A neuf heures du matin, on commença à entendre ce que les Espagnols appellent un tiroteo: c'étaient les grands-gardes qui se repliaient devant les têtes de colonnes d'Ortega qui débouchaient sur le champ de bataille choisi par Miramón, et qui engageaient la fusillade avec elles.

Rien n'aurait été plus facile au président que d'éviter la bataille; il ne le voulut pas, il avait hâte d'en finir.

Miramón était entouré de ses plus sûrs lieutenants: Vélez, Cobos, Negrete Ayestarán et Márquez.

En apercevant l'ennemi, il monta à cheval, parcourut les rangs de sa petite armée, donna ses instructions d'une voix ferme et brève, essaya de communiquer à tous la vaillante ardeur qui l'enflammait et levant son épée en l'air:

– En avant! cria-t-il d'une voix retentissante.

La bataille commença aussitôt.

L'armée juariste, forcée de se masser sous le feu de l'ennemi, avait un désavantage marqué.

Les soldats de Miramón, excités par l'exemple de leur jeune chef, il n'avait alors que vingt-six ans, combattaient comme des lions et faisaient des prodiges de valeur.

C'est en vain que les Juaristes essayaient de s'établir solidement dans les positions qu'ils avaient choisies; ils furent culbutés à plusieurs reprises par les charges vigoureuses de leurs ennemis.

Malgré la supériorité de leur nombre, les soldats n'avançaient que pas à pas, incessamment refoulés et rompus par l'ennemi.

Les lieutenants de Miramón, dans lesquels son âme semblait être passée, se multipliaient, se mettaient à la tête des troupes, les entraînaient à leur suite et s'enfonçaient avec elles au plus fort de la mêlée: encore un effort, la bataille était gagnée et Ortega contraint à la retraite.

Miramón accourut: il jugea la position d'un coup d'œil infaillible.

Le moment était venu de lancer la cavalerie sur le centre des Juaristes, afin de l'enfoncer par une charge décisive.

Le président cria: En avant!

La cavalerie hésita.

Miramón réitéra l'ordre.

Les cavaliers partirent; mais, au lieu de charger, la moitié passa à l'ennemi et revient la lance haute sur l'autre moitié fidèle encore.

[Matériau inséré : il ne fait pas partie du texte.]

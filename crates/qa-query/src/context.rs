//! Render ranked candidates into a bounded context block.

use tracing::debug;

use qa_core::{format_clock, Candidate, ContextBlock, ContextStats, FragmentKind};

/// Context text when there is nothing to show.
pub const NO_CONTENT: &str = "No relevant content found.";

/// Context text when results exist but none fits the budget.
pub const BUDGET_TOO_SMALL: &str = "Context budget too small for the top result.";

/// Build a context block of at most `max_length` characters.
///
/// Candidates are rendered in rank order and joined by newlines. Assembly
/// stops at the first block that would exceed the budget; blocks are never
/// cut mid-text.
pub fn assemble(candidates: &[Candidate], max_length: usize) -> ContextBlock {
    let mut text = String::new();
    let mut length = 0;
    let mut included = 0;

    for (position, candidate) in candidates.iter().enumerate() {
        let block = render(position + 1, candidate);
        let separator = usize::from(included > 0);
        let added = block.chars().count() + separator;

        if length + added > max_length {
            debug!(
                "Context budget reached after {} of {} candidates",
                included,
                candidates.len()
            );
            break;
        }

        if separator == 1 {
            text.push('\n');
        }
        text.push_str(&block);
        length += added;
        included += 1;
    }

    if included == 0 {
        let notice = if candidates.is_empty() {
            NO_CONTENT
        } else {
            BUDGET_TOO_SMALL
        };
        if notice.chars().count() <= max_length {
            text = notice.to_string();
            length = notice.chars().count();
        }
    }

    ContextBlock {
        text,
        stats: ContextStats {
            original_count: candidates.len(),
            deduplicated_count: candidates.len(),
            final_count: included,
            context_length: length,
        },
    }
}

/// Render one candidate as a labeled block.
pub fn render(position: usize, candidate: &Candidate) -> String {
    let fragment = &candidate.fragment;

    let mut header = format!("[{}] Source: {}", position, fragment.display_source());
    if let Some(chunk) = fragment.chunk_id {
        header.push_str(&format!(", chunk {}", chunk));
    }

    let body = match &fragment.kind {
        FragmentKind::QaPair { question, answer } => {
            format!("Question: {}\nAnswer: {}", question.trim(), answer.trim())
        }
        FragmentKind::Dialogue {
            speakers,
            start_time,
            end_time,
            start_seconds,
            end_seconds,
        } => {
            let start = clock_label(start_time, *start_seconds);
            let end = clock_label(end_time, *end_seconds);
            let speakers = if speakers.is_empty() {
                "unknown".to_string()
            } else {
                speakers.join(", ")
            };
            format!(
                "Time: {} - {}\nSpeakers: {}\nContent: {}",
                start,
                end,
                speakers,
                fragment.content.trim()
            )
        }
        FragmentKind::GenericText => format!("Content: {}", fragment.content.trim()),
    };

    format!(
        "{}\n{}\nRelevance: {:.3}\n",
        header,
        body,
        candidate.final_score()
    )
}

fn clock_label(text: &str, seconds: u32) -> String {
    if text.trim().is_empty() {
        format_clock(seconds)
    } else {
        text.trim().to_string()
    }
}

#[cfg(test)]
mod tests {
    use super::*;
    use qa_core::Fragment;
    use std::sync::Arc;

    fn qa(id: &str, question: &str, answer: &str) -> Candidate {
        let fragment = Fragment::text(id, answer, "/corpus/chap01_processed.json")
            .with_chunk_id(3)
            .with_kind(FragmentKind::QaPair {
                question: question.to_string(),
                answer: answer.to_string(),
            });
        Candidate::semantic(Arc::new(fragment), 0)
    }

    fn dialogue() -> Candidate {
        let fragment = Fragment::text("talk-1", "we begin with ownership", "talk.txt").with_kind(
            FragmentKind::Dialogue {
                speakers: vec!["Li".to_string(), "Chen".to_string()],
                start_time: String::new(),
                end_time: "00:11:00".to_string(),
                start_seconds: 600,
                end_seconds: 660,
            },
        );
        Candidate::temporal(Arc::new(fragment), 0)
    }

    #[test]
    fn test_render_qa_pair() {
        let block = render(1, &qa("q-1", "What is BM25?", "A ranking function."));
        assert!(block.starts_with("[1] Source: chap01, chunk 3\n"));
        assert!(block.contains("Question: What is BM25?\nAnswer: A ranking function."));
        assert!(block.contains("Relevance: 0.000"));
    }

    #[test]
    fn test_render_dialogue() {
        let block = render(2, &dialogue());
        assert!(block.starts_with("[2] Source: talk\n"));
        assert!(block.contains("Time: 00:10:00 - 00:11:00"));
        assert!(block.contains("Speakers: Li, Chen"));
        assert!(block.contains("Content: we begin with ownership"));
    }

    #[test]
    fn test_render_generic_without_source() {
        let fragment = Fragment::text("g-1", "plain prose", "");
        let block = render(1, &Candidate::semantic(Arc::new(fragment), 0));
        assert!(block.starts_with("[1] Source: unknown source\n"));
    }

    #[test]
    fn test_assemble_respects_budget() {
        let candidates = vec![
            qa("q-1", "first?", "one"),
            qa("q-2", "second?", "two"),
            qa("q-3", "third?", "three"),
        ];
        let one = render(1, &candidates[0]).chars().count();
        let two = render(2, &candidates[1]).chars().count();

        let block = assemble(&candidates, one + 1 + two);
        assert_eq!(block.stats.final_count, 2);
        assert_eq!(block.text.chars().count(), one + 1 + two);
        assert_eq!(block.stats.context_length, one + 1 + two);

        let block = assemble(&candidates, one + two);
        assert_eq!(block.stats.final_count, 1);
        assert!(block.text.chars().count() <= one + two);
    }

    #[test]
    fn test_assemble_never_exceeds_budget() {
        let candidates = vec![qa("q-1", "first?", "one"), dialogue()];
        for max in [0, 5, 30, 60, 90, 120, 500] {
            let block = assemble(&candidates, max);
            assert!(block.text.chars().count() <= max);
        }
    }

    #[test]
    fn test_assemble_over_budget_is_not_reported_as_empty() {
        let candidates = vec![qa("q-1", "first?", "one")];
        let block = assemble(&candidates, 50);
        assert_eq!(block.text, BUDGET_TOO_SMALL);
        assert_eq!(block.stats.final_count, 0);
        assert_eq!(block.stats.original_count, 1);
    }

    #[test]
    fn test_assemble_empty() {
        let block = assemble(&[], 2000);
        assert_eq!(block.text, NO_CONTENT);
        assert_eq!(block.stats.final_count, 0);
        assert_eq!(block.stats.original_count, 0);
    }
}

Démoralisés par cette subite désertion, cinquante cavaliers qui restaient encore tournèrent bride et se dispersèrent dans toutes les directions.

L'infanterie, se voyant ainsi lâchement abandonnée, ne combattit plus que mollement.

Les cris de trahison! Trahison! Sauve qui peut! coururent de rangs en rangs.

En vain les officiers essayèrent de ramener les soldats à l'ennemi, ils étaient démoralisés.

Bientôt la fuite devint générale.

L'armée de Miramón n'existait plus. Ortega était vainqueur encore une fois, mais grâce à une trahison indigne, au moment même, où la bataille était perdue pour lui.

Nous avons dit que don Jaime avait pris avec sa cuadrilla position en arrière de la cavalerie de Miramón.

Certes, si trois cents hommes avaient pu changer l'issue de la bataille, ces braves cavaliers auraient accompli ce prodige; même lorsque la déroute était générale, ils combattaient encore avec un acharnement sans égal contre la cavalerie juariste lancée à la poursuite des fuyards.

Don Jaime avait un but en prolongeant ce combat inégal.

Témoin de l'indigne trahison qui avait causé la perte de la bataille, il avait vu l'officier qui, le premier, était passé à l'ennemi avec ses soldats: cet officier était don Melchior, don Jaime l'avait reconnu et il avait juré de s'emparer de lui.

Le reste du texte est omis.